Engineering the Hierarchical Porosity of Granular Hydrogel Scaffolds Using Porous Microgels to Improve Cell Recruitment and Tissue Integration

Abstract Granular hydrogel scaffolds (GHS), composed of jammed hydrogel microparticles (microgels), have emerged to overcome the structural limitations of nonporous (bulk) hydrogels. Microscale void spaces among jammed microgels in GHS promote cell infiltration and host tissue integration; however, the prevalent use of spherical nonporous microgels limits the GHS void fraction to that of random close packing.
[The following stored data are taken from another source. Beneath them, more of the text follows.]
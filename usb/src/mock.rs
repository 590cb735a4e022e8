//! An in-memory stand-in for the bus, simulating the MIC2's three USB functions.
//!
//! Every simulated unit shares the one pin register, GPS byte stream and audio source.
use crate::bitio::{BitIoFrame, Pin, MODE_RESET};
use crate::error::TransportError;
use crate::transport::{Interface, Transport, TransportStream, UsbDeviceInfo};
use crate::{
    PID_FTDI_FT232R, PID_PCM2912A, PID_UBLOX, VID_FTDI, VID_TI_AUDIO, VID_UBLOX,
};
use byteorder::{ByteOrder, LittleEndian};
use std::collections::{HashMap, VecDeque};
use std::sync::{Arc, Mutex, MutexGuard, PoisonError};
use std::thread;
use std::time::Duration;

const VID_MICROCHIP: u16 = 0x0424;
const PID_USB2514_HUB: u16 = 0x2514;
const BUS: u8 = 1;

#[derive(Default)]
struct MockState {
    mask: u8,
    button: bool,
    bitio_frames: Vec<BitIoFrame>,
    pins: VecDeque<u8>,
    gps_rx: VecDeque<u8>,
    gps_written: Vec<u8>,
    audio_rate: Option<u32>,
    audio_phase: u32,
    claims: HashMap<Interface, usize>,
    releases: HashMap<Interface, usize>,
    failures: HashMap<Interface, TransportError>,
}

impl MockState {
    // Only pins switched to outputs drive their value, CBUS1 is wired to the button.
    fn pin_levels(&self) -> u8 {
        let outputs = self.mask & 0x0f & (self.mask >> 4);
        if self.button {
            outputs | Pin::Button.value_bit()
        } else {
            outputs
        }
    }

    fn claimed(&self, interface: Interface) -> bool {
        self.claims.get(&interface).copied().unwrap_or(0)
            > self.releases.get(&interface).copied().unwrap_or(0)
    }
}

#[derive(Default)]
pub struct MockTransport {
    devices: Vec<UsbDeviceInfo>,
    state: Arc<Mutex<MockState>>,
}

impl MockTransport {
    pub fn new() -> Self {
        Self::default()
    }

    /// A bus holding a single MIC2.
    pub fn mic2(serial: &str, has_gps: bool) -> Self {
        Self::new().with_mic2(serial, has_gps)
    }

    /// Adds a MIC2 behind its own hub.
    pub fn with_mic2(mut self, serial: &str, has_gps: bool) -> Self {
        let port = self
            .devices
            .iter()
            .filter(|device| device.matches(VID_MICROCHIP, PID_USB2514_HUB))
            .count() as u8
            + 1;
        let address = self.devices.len() as u8 + 2;
        let device = |vendor_id, product_id, offset: u8, path: &[u8]| UsbDeviceInfo {
            vendor_id,
            product_id,
            bus_number: BUS,
            address: address + offset,
            port_path: path.to_vec(),
            serial_number: None,
        };

        self.devices
            .push(device(VID_MICROCHIP, PID_USB2514_HUB, 0, &[port]));
        self.devices.push(UsbDeviceInfo {
            serial_number: Some(serial.to_string()),
            ..device(VID_FTDI, PID_FTDI_FT232R, 1, &[port, 1])
        });
        if has_gps {
            self.devices
                .push(device(VID_UBLOX, PID_UBLOX[1], 2, &[port, 2]));
        }
        self.devices
            .push(device(VID_TI_AUDIO, PID_PCM2912A, 3, &[port, 3]));
        self
    }

    /// Adds an unrelated device to the bus.
    pub fn with_device(mut self, device: UsbDeviceInfo) -> Self {
        self.devices.push(device);
        self
    }

    fn lock(&self) -> MutexGuard<'_, MockState> {
        self.state.lock().unwrap_or_else(PoisonError::into_inner)
    }

    fn first(&self, vendor_id: u16, product_ids: &[u16]) -> Option<UsbDeviceInfo> {
        self.devices
            .iter()
            .find(|device| {
                device.vendor_id == vendor_id && product_ids.contains(&device.product_id)
            })
            .cloned()
    }

    pub fn bitio_device(&self) -> UsbDeviceInfo {
        self.first(VID_FTDI, &[PID_FTDI_FT232R]).unwrap_or_default()
    }

    pub fn gps_device(&self) -> Option<UsbDeviceInfo> {
        self.first(VID_UBLOX, &PID_UBLOX)
    }

    pub fn audio_device(&self) -> UsbDeviceInfo {
        self.first(VID_TI_AUDIO, &[PID_PCM2912A]).unwrap_or_default()
    }

    pub fn set_button(&self, pressed: bool) {
        self.lock().button = pressed;
    }

    pub fn bitio_frames(&self) -> Vec<BitIoFrame> {
        self.lock().bitio_frames.clone()
    }

    /// The mask the simulated register currently holds.
    pub fn register(&self) -> u8 {
        self.lock().mask
    }

    /// Queues bytes for the GPS receiver to send.
    pub fn push_gps(&self, data: &[u8]) {
        self.lock().gps_rx.extend(data);
    }

    pub fn gps_written(&self) -> Vec<u8> {
        self.lock().gps_written.clone()
    }

    /// The sampling frequency last set on the codec.
    pub fn audio_rate(&self) -> Option<u32> {
        self.lock().audio_rate
    }

    /// Every read on `interface` fails with `error` from now on.
    pub fn fail_reads(&self, interface: Interface, error: TransportError) {
        self.lock().failures.insert(interface, error);
    }

    pub fn claims(&self, interface: Interface) -> usize {
        self.lock().claims.get(&interface).copied().unwrap_or(0)
    }

    pub fn releases(&self, interface: Interface) -> usize {
        self.lock().releases.get(&interface).copied().unwrap_or(0)
    }
}

impl Transport for MockTransport {
    fn enumerate_all(&self) -> Result<Vec<UsbDeviceInfo>, TransportError> {
        Ok(self.devices.clone())
    }

    fn claim(
        &self,
        device: &UsbDeviceInfo,
        interface: Interface,
    ) -> Result<Box<dyn TransportStream>, TransportError> {
        let present = self
            .devices
            .iter()
            .find(|known| known.bus_number == device.bus_number && known.address == device.address)
            .ok_or(TransportError::Disconnected)?;

        let serves = match interface {
            Interface::BitIo => present.matches(VID_FTDI, PID_FTDI_FT232R),
            Interface::Gps => {
                present.vendor_id == VID_UBLOX && PID_UBLOX.contains(&present.product_id)
            }
            Interface::Audio => present.matches(VID_TI_AUDIO, PID_PCM2912A),
        };
        if !serves {
            return Err(TransportError::InterfaceNotFound(interface));
        }

        let mut state = self.lock();
        if state.claimed(interface) {
            return Err(TransportError::Usb(rusb::Error::Busy));
        }
        *state.claims.entry(interface).or_default() += 1;

        Ok(Box::new(MockStream {
            interface,
            state: self.state.clone(),
            released: false,
        }))
    }
}

struct MockStream {
    interface: Interface,
    state: Arc<Mutex<MockState>>,
    released: bool,
}

impl MockStream {
    fn lock(&self) -> MutexGuard<'_, MockState> {
        self.state.lock().unwrap_or_else(PoisonError::into_inner)
    }

    // One millisecond of a triangle wave per read, paced like the real codec.
    fn read_audio(&self, buffer: &mut [u8]) -> usize {
        let samples = {
            let mut state = self.lock();
            let rate = state.audio_rate.unwrap_or(0) as usize;
            let samples = (rate / 1000).min(buffer.len() / 2);
            for sample in 0..samples {
                let phase = (state.audio_phase % 200) as i16;
                let value = if phase < 100 { phase } else { 200 - phase };
                LittleEndian::write_i16(&mut buffer[sample * 2..], (value - 50) * 400);
                state.audio_phase = state.audio_phase.wrapping_add(1);
            }
            samples
        };

        thread::sleep(Duration::from_millis(1));
        samples * 2
    }
}

impl TransportStream for MockStream {
    fn read(&mut self, buffer: &mut [u8]) -> Result<usize, TransportError> {
        if self.released {
            return Err(TransportError::Disconnected);
        }
        if let Some(error) = self.lock().failures.get(&self.interface) {
            return Err(error.clone());
        }

        Ok(match self.interface {
            Interface::BitIo => {
                let mut state = self.lock();
                let length = buffer.len().min(state.pins.len());
                for (slot, byte) in buffer.iter_mut().zip(state.pins.drain(..length)) {
                    *slot = byte;
                }
                length
            }
            Interface::Gps => {
                let mut state = self.lock();
                let length = buffer.len().min(state.gps_rx.len());
                for (slot, byte) in buffer.iter_mut().zip(state.gps_rx.drain(..length)) {
                    *slot = byte;
                }
                length
            }
            Interface::Audio => self.read_audio(buffer),
        })
    }

    fn write(&mut self, data: &[u8]) -> Result<(), TransportError> {
        if self.released {
            return Err(TransportError::Disconnected);
        }

        let mut state = self.lock();
        match self.interface {
            Interface::BitIo => {
                let frame = BitIoFrame::decode(data)?;
                match frame {
                    BitIoFrame::SetBitmode { mode, .. } if mode == MODE_RESET => state.mask = 0,
                    BitIoFrame::SetBitmode { mask, .. } => state.mask = mask,
                    BitIoFrame::ReadPins => {
                        let levels = state.pin_levels();
                        state.pins.push_back(levels);
                    }
                }
                state.bitio_frames.push(frame);
            }
            Interface::Gps => state.gps_written.extend_from_slice(data),
            Interface::Audio => {
                if data.len() != 3 {
                    return Err(TransportError::MalformedFrame(format!(
                        "Sampling frequency must be 3 bytes, received {}",
                        data.len()
                    )));
                }
                state.audio_rate = Some(LittleEndian::read_u24(data));
            }
        }
        Ok(())
    }

    fn release(&mut self) -> Result<(), TransportError> {
        if self.released {
            return Ok(());
        }
        self.released = true;
        *self.lock().releases.entry(self.interface).or_default() += 1;
        Ok(())
    }
}

impl Drop for MockStream {
    fn drop(&mut self) {
        let _ = self.release();
    }
}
To address this persistent challenge, a new class of gelatin methacryloyl (GelMA) GHS comprising porous microgels, fabricated via thermally induced polymer phase separation within composite microgels, is developed. These novel GHS not only attain hierarchical porosity across inter‐ and intramicrogel length scales, but also have up to ≈ 170% increase in void fraction compared with the nonporous microgel‐based GHS counterpart. Such increase in void fraction while maintaining structural stability, to the best of our knowledge, is among the highest increase reported in the literature. Compared with nonporous microgels in which cells cannot readily infiltrate, in vitro cell infiltration is significantly higher in the porous microgels. Furthermore, in vitro cell distribution in the GHS comprising porous microgels is more uniform compared with the GHS made up of nonporous microgels. In vivo subcutaneous implantation in mice shows that the GHS comprising porous microgels undergo higher and more uniform cell infiltration. Up to ≈ 78% increase in cell infiltration into GHS is yielded in vivo using the GHS fabricated from porous microgels. This work lays the foundation of engineering GelMA GHS with hierarchical porosity, superior cell infiltration, and enhanced tissue integration, which may open new opportunities for developing next‐generation granular biomaterials for accelerating tissue repair.